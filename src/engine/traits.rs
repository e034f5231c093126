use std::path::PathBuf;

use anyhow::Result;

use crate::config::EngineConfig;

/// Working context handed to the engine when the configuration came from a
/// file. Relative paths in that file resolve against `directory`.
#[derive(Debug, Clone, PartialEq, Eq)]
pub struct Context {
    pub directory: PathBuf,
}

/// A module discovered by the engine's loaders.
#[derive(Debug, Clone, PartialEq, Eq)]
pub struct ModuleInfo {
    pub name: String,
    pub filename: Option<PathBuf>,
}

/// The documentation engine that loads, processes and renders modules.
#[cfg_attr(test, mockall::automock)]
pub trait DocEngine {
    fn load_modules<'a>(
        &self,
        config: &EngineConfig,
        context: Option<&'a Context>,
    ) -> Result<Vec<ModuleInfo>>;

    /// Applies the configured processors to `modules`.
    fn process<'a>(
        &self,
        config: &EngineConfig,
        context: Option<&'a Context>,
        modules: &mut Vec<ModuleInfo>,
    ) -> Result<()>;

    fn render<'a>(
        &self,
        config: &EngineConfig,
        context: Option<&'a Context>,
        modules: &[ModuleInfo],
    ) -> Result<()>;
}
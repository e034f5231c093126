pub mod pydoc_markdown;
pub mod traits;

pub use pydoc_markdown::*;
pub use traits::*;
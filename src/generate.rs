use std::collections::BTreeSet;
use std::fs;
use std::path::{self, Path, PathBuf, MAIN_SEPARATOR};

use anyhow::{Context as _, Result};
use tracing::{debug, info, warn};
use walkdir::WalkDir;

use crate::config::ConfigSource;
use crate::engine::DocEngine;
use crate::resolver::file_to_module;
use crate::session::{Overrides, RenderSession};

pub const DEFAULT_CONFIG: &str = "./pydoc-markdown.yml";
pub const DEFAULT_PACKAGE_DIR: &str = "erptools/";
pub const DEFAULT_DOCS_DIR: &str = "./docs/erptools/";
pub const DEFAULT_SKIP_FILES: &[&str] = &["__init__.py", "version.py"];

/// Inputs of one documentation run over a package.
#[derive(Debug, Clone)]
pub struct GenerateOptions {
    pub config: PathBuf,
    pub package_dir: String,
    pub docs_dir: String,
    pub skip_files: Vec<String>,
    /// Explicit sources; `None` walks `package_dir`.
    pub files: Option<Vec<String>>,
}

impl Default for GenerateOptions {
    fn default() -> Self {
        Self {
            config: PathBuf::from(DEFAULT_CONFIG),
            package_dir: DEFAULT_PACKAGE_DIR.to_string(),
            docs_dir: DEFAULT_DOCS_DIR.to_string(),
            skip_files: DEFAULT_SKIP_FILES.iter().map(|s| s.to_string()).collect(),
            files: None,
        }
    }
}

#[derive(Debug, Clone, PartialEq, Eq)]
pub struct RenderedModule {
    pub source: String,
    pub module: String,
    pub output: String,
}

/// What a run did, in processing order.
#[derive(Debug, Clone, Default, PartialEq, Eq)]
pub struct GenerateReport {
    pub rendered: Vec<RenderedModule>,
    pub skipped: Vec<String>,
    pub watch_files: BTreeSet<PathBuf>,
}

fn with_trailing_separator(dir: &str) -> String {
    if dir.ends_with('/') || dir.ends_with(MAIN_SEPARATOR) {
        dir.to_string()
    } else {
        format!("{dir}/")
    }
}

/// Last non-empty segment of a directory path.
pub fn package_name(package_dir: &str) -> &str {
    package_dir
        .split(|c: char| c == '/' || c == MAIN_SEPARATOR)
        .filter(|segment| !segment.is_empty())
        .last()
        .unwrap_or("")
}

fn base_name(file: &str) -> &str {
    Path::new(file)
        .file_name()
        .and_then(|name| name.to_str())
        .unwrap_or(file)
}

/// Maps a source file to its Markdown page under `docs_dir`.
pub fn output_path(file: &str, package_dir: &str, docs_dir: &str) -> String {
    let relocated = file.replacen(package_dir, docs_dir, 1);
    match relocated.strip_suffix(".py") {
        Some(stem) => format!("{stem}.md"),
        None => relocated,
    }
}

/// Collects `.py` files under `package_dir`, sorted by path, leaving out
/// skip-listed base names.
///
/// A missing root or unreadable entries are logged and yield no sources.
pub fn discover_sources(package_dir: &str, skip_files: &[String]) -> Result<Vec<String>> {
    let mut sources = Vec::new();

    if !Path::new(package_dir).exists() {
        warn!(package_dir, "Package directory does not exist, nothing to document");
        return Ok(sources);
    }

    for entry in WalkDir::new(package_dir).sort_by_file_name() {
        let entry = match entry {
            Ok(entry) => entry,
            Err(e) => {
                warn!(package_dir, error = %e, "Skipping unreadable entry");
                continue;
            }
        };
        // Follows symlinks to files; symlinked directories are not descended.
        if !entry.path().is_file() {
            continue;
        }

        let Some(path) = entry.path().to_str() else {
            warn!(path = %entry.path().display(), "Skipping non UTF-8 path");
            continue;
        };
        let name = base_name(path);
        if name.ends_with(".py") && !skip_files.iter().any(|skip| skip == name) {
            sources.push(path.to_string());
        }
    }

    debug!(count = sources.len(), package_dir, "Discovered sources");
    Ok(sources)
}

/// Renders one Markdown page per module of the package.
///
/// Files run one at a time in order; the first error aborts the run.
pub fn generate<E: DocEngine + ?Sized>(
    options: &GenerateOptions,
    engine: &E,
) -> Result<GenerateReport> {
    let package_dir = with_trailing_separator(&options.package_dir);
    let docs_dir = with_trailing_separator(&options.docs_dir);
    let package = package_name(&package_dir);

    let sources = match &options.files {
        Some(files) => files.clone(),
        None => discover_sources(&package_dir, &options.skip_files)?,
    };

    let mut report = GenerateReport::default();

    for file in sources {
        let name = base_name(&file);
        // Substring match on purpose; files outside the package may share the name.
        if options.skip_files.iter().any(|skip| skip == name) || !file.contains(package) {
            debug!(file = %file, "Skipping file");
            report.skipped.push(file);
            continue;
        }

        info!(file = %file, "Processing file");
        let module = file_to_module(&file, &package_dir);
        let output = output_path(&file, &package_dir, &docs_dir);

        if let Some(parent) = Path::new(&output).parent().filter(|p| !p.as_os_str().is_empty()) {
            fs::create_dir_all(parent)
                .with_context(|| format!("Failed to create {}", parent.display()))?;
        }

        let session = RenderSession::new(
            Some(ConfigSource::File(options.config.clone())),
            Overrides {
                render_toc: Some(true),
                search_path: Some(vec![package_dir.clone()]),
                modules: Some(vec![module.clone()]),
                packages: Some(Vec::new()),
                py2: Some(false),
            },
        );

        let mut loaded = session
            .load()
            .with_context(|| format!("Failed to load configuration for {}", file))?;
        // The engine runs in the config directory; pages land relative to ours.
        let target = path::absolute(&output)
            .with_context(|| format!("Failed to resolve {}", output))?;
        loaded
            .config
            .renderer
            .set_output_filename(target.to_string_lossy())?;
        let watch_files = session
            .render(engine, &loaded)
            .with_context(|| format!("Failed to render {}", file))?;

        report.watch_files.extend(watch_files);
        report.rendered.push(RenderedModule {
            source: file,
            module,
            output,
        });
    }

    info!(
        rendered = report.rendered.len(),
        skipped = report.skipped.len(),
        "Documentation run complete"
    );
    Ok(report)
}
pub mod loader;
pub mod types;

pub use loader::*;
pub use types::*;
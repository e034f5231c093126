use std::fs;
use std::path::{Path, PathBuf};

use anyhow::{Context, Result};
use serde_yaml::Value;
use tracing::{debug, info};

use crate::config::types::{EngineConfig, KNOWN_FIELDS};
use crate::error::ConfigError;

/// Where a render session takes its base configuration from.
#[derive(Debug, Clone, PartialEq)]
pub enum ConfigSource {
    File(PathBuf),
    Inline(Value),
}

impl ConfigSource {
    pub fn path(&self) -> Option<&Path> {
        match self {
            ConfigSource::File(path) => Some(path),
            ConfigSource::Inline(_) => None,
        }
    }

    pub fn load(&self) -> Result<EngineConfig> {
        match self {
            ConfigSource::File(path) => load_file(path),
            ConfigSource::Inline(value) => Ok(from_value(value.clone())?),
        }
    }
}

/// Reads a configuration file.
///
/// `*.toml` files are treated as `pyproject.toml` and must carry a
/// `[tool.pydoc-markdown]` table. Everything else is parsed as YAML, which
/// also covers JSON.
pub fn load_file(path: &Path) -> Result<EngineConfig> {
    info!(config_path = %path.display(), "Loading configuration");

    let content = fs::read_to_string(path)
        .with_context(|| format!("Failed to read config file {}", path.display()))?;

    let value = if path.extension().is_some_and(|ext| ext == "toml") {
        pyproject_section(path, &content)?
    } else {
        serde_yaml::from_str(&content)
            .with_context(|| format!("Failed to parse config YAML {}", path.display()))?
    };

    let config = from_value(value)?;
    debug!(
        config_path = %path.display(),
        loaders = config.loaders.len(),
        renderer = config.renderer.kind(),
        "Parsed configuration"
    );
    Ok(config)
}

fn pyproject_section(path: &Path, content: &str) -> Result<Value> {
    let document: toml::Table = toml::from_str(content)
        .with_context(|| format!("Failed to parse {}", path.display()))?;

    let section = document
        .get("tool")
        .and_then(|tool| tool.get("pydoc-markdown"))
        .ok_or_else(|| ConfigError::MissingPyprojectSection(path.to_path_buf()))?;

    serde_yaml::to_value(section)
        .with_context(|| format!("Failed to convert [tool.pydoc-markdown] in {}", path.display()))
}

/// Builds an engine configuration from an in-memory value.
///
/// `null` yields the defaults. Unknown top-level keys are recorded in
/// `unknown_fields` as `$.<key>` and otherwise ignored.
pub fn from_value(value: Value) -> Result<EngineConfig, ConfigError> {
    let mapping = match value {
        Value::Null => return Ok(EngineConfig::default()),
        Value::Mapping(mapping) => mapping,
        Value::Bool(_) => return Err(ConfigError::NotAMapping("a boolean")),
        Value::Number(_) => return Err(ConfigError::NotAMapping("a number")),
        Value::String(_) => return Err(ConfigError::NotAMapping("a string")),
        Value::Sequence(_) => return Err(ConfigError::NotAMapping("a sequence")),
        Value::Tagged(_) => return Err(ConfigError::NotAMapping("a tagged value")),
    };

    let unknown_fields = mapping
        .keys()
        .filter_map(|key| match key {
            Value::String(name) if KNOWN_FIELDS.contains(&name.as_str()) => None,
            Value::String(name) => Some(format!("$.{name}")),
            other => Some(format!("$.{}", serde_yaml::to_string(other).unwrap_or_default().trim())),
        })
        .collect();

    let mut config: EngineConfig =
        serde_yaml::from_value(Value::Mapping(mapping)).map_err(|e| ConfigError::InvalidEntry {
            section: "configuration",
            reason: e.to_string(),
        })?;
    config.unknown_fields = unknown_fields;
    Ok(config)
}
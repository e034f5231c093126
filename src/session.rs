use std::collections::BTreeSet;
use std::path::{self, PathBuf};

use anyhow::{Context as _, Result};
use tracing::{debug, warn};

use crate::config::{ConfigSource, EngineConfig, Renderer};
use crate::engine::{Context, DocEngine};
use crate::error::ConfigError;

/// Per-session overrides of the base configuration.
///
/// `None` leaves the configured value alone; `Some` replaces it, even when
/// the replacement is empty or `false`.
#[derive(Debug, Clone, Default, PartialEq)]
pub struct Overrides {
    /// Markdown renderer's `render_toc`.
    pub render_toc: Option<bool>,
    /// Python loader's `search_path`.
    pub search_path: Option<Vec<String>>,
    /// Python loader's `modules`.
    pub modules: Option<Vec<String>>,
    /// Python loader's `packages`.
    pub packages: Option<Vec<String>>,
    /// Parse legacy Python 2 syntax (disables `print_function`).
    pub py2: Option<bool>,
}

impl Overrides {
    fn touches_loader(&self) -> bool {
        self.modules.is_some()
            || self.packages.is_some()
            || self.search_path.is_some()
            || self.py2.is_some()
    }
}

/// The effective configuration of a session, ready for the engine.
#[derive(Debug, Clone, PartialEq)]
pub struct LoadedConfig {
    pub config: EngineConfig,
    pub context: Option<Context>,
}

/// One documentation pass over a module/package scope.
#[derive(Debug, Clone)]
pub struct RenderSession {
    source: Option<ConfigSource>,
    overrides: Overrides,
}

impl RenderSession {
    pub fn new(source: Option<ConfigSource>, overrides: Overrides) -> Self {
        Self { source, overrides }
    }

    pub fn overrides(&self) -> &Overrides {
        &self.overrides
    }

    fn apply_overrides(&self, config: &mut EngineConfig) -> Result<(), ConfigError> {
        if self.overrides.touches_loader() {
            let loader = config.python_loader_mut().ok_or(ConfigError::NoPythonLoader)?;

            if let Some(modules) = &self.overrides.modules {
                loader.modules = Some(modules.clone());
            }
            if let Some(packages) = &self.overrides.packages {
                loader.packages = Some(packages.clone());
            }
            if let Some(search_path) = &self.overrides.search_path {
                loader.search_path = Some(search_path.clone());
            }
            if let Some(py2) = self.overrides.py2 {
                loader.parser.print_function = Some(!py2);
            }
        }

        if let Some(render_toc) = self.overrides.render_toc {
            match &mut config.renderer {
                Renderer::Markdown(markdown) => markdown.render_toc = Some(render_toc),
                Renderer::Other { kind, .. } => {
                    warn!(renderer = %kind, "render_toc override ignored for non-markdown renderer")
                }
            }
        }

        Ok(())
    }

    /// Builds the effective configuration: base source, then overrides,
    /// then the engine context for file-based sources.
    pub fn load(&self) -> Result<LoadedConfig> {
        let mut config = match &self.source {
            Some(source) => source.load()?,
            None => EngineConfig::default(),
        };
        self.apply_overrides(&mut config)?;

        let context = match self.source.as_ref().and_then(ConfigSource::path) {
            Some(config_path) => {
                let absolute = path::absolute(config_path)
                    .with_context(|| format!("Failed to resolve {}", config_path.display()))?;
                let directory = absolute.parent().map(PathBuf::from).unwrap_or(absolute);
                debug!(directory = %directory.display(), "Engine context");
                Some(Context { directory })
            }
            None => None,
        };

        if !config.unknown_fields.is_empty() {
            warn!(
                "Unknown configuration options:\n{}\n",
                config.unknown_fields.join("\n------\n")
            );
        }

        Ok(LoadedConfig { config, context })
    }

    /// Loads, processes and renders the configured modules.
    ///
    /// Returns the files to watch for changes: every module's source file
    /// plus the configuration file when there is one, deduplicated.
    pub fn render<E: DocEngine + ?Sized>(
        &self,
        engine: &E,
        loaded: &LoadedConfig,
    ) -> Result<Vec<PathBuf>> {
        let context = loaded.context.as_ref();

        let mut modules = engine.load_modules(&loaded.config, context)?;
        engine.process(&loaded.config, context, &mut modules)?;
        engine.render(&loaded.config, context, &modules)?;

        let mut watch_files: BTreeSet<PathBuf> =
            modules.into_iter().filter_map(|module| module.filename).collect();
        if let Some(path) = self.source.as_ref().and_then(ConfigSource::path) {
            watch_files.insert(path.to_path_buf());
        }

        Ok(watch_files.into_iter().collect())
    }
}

**WHAT TO PRODUCE:**
Above are the records; from them, give again exactly the lines from the one containing "is one, deduplicated." through the one containing "engine.process(&loaded.config, context, &mut", both included.

**OUTPUT:**
    /// plus the configuration file when there is one, deduplicated.
    pub fn render<E: DocEngine + ?Sized>(
        &self,
        engine: &E,
        loaded: &LoadedConfig,
    ) -> Result<Vec<PathBuf>> {
        let context = loaded.context.as_ref();

        let mut modules = engine.load_modules(&loaded.config, context)?;
        engine.process(&loaded.config, context, &mut modules)?;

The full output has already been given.